Neurodegenerative diseases afflict over 5 million Americans and are caused primarily by proteins and protein aggregates that disrupt proteostasis; the process which maintains protein function and quality control in the cell. Healthy cells can process small aggregates through the action of molecular chaperone assemblies and protein degradation pathways. However, highly stable aggregates irreversibly disrupt proteostasis and trigger disease onset. In contrast to human cells, the chaperone Hsp104 can resolve highly stable aggregates in yeast. Problematically, humans lack Hsp104. Therefore, we hypothesize that metazoan cells have developed alternative machinery to resolve stable protein aggregates. To address this hypothesis, we developed multiple endoplasmic reticulum (ER) localized substrates that have aggregation‐prone cytosolic motifs. Substrates were comprised of either yeast or mammalian protein‐derived membrane anchors and aggregation‐prone and amyloid‐like motifs.
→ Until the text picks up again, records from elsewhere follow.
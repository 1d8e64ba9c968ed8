use std::net::SocketAddr;

use axum::{
    extract::{ConnectInfo, Request, State},
    middleware::Next,
    response::Response,
};

use crate::{AppState, error::AppError, utils::Claims};

/// 计算限流使用的客户端标识
///
/// 认证之后的请求按用户计数，否则按来源 IP：先看 `x-real-ip`，
/// 再看 `x-forwarded-for` 的第一个地址，最后使用连接地址。
pub fn client_key(req: &Request) -> String {
    if let Some(claims) = req.extensions().get::<Claims>() {
        return format!("user:{}", claims.sub);
    }

    let remote_ip = req
        .extensions()
        .get::<ConnectInfo<SocketAddr>>()
        .map(|ci| ci.0.ip().to_string());

    let ip = req
        .headers()
        .get("x-real-ip")
        .and_then(|h| h.to_str().ok())
        .filter(|ip| !ip.trim().is_empty())
        .or_else(|| {
            req.headers()
                .get("x-forwarded-for")
                .and_then(|h| h.to_str().ok())
                .and_then(|s| s.split(',').find(|ip| !ip.trim().is_empty()))
        })
        .or(remote_ip.as_deref())
        .unwrap_or("unknown")
        .trim();

    format!("ip:{}", ip)
}

/// 固定窗口限流，超出配额时返回 429 和 `Retry-After`
pub async fn rate_limit(
    State(state): State<AppState>,
    req: Request,
    next: Next,
) -> Result<Response, AppError> {
    let Some(limiter) = state.limiter.as_ref() else {
        return Ok(next.run(req).await);
    };

    let key = client_key(&req);
    let decision = limiter.allow(&key).await;

    if !decision.admitted {
        tracing::debug!(key = %key, retry_after = ?decision.retry_after, "request rejected by rate limiter");
        return Err(AppError::RateLimited(decision.retry_after));
    }

    Ok(next.run(req).await)
}
use axum::{
    extract::{Request, State},
    middleware::Next,
    response::Response,
};
use axum_extra::headers::{Authorization, HeaderMapExt, authorization::Bearer};

use crate::{AppState, error::AppError, utils::verify_token};

/// 校验 Bearer 令牌，并把 `Claims` 和当前用户资料放进请求扩展
pub async fn auth(
    State(state): State<AppState>,
    mut req: Request,
    next: Next,
) -> Result<Response, AppError> {
    let bearer = req
        .headers()
        .typed_get::<Authorization<Bearer>>()
        .ok_or(AppError::Unauthorized)?;

    let claims = verify_token(bearer.token(), &state.config).map_err(|e| {
        tracing::debug!(error = %e, "rejected bearer token");
        AppError::Unauthorized
    })?;

    // 令牌有效但用户已被删除，同样视为未认证
    let user = match state.load_user(claims.sub).await {
        Ok(user) => user,
        Err(AppError::Cache(crate::cache::CacheError::NotFound))
        | Err(AppError::Store(crate::store::StoreError::NotFound)) => {
            return Err(AppError::Unauthorized);
        }
        Err(e) => return Err(e),
    };

    req.extensions_mut().insert(claims);
    req.extensions_mut().insert(user);
    Ok(next.run(req).await)
}
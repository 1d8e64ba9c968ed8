use axum::{
    extract::{Extension, Json, Path, Query, State},
    http::StatusCode,
    response::IntoResponse,
};

use crate::{
    AppState,
    error::AppError,
    store::UserProfile,
    utils::{hash_invitation_token, success_to_api_response},
};

use super::model::{FeedParams, UpdateUserRequest};

/// 读取用户资料，经过读穿透缓存
#[axum::debug_handler]
pub async fn get_user(
    State(state): State<AppState>,
    Path(user_id): Path<i64>,
) -> Result<impl IntoResponse, AppError> {
    let user = state.load_user(user_id).await?;
    Ok((StatusCode::OK, success_to_api_response(user)))
}

/// 通过邀请令牌激活用户
#[axum::debug_handler]
pub async fn activate(
    State(state): State<AppState>,
    Path(token): Path<String>,
) -> Result<impl IntoResponse, AppError> {
    let user_id = state.store.users.activate(&hash_invitation_token(&token)).await?;
    // 缓存里可能还是未激活的旧资料
    state.invalidate_user(user_id).await?;

    tracing::info!(user_id, "user activated");
    Ok(StatusCode::NO_CONTENT)
}

#[axum::debug_handler]
pub async fn follow(
    Extension(me): Extension<UserProfile>,
    State(state): State<AppState>,
    Path(user_id): Path<i64>,
) -> Result<impl IntoResponse, AppError> {
    if user_id == me.id {
        return Err(AppError::BadRequest("不能关注自己".to_string()));
    }

    state.store.users.follow(me.id, user_id).await?;
    Ok(StatusCode::NO_CONTENT)
}

#[axum::debug_handler]
pub async fn unfollow(
    Extension(me): Extension<UserProfile>,
    State(state): State<AppState>,
    Path(user_id): Path<i64>,
) -> Result<impl IntoResponse, AppError> {
    state.store.users.unfollow(me.id, user_id).await?;
    Ok(StatusCode::NO_CONTENT)
}

#[axum::debug_handler]
pub async fn update_me(
    Extension(me): Extension<UserProfile>,
    State(state): State<AppState>,
    Json(req): Json<UpdateUserRequest>,
) -> Result<impl IntoResponse, AppError> {
    req.validate()
        .map_err(|msg| AppError::BadRequest(msg.to_string()))?;

    let user = state.store.users.update_username(me.id, req.username.trim()).await?;
    state.invalidate_user(me.id).await?;

    Ok((StatusCode::OK, success_to_api_response(user)))
}

#[axum::debug_handler]
pub async fn delete_me(
    Extension(me): Extension<UserProfile>,
    State(state): State<AppState>,
) -> Result<impl IntoResponse, AppError> {
    state.store.users.delete(me.id).await?;
    state.invalidate_user(me.id).await?;

    tracing::info!(user_id = me.id, "user deleted");
    Ok(StatusCode::NO_CONTENT)
}

/// 自己和关注的人发的帖子
#[axum::debug_handler]
pub async fn get_feed(
    Extension(me): Extension<UserProfile>,
    State(state): State<AppState>,
    Query(params): Query<FeedParams>,
) -> Result<impl IntoResponse, AppError> {
    let query = params
        .into_query()
        .map_err(|msg| AppError::BadRequest(msg.to_string()))?;

    let feed = state.store.posts.feed(me.id, &query).await?;
    Ok((StatusCode::OK, success_to_api_response(feed)))
}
Because of their structure, we hypothesized that these substrates were dependent on ER associated degradation (ERAD) and became insoluble under stress conditions. We evaluated these substrates in HEK293H cells with cycloheximide chase and detergent fractionation assays and discovered each substrate largely depended on the proteasome for degradation while only some were insoluble at elevated temperatures. We then used biotin proximity labeling to identify potential protein chaperones associated with our substrates.